**What the task requires**
From the data below, copy exactly the lines that lie between the one holding "pub mod file_parser;" and the one holding "重导出 Trait 接口", including both, and nothing more.

↓

// ==========================================
// 配送线路看板 - 导入层
// ==========================================
// 职责: 外部表格导入,生成规范化配送记录
// 支持: Excel (.xlsx/.xls), CSV
// ==========================================

// 模块声明
pub mod data_cleaner;
pub mod delivery_importer;
pub mod error;
pub mod field_mapper;
pub mod file_parser;
pub mod importer_trait;
pub mod normalizer;

// 重导出核心类型
pub use delivery_importer::{DeliveryImporterImpl, ImportOutcome, ImportReport};
pub use error::{ImportError, ImportResult};
pub use field_mapper::{ColumnMapping, ColumnRole};
pub use file_parser::{parse_sheet, CsvParser, ExcelParser, RawSheet, SheetFormat};
pub use normalizer::{ExclusionReason, RecordNormalizer, RowOutcome, CANCELLED_STATUS};

// 重导出 Trait 接口
pub use importer_trait::{DeliveryImporter, SheetParser};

↑

**Answer space**
pub mod file_parser;
pub mod importer_trait;
pub mod normalizer;

// 重导出核心类型
pub use delivery_importer::{DeliveryImporterImpl, ImportOutcome, ImportReport};
pub use error::{ImportError, ImportResult};
pub use field_mapper::{ColumnMapping, ColumnRole};
pub use file_parser::{parse_sheet, CsvParser, ExcelParser, RawSheet, SheetFormat};
pub use normalizer::{ExclusionReason, RecordNormalizer, RowOutcome, CANCELLED_STATUS};

// 重导出 Trait 接口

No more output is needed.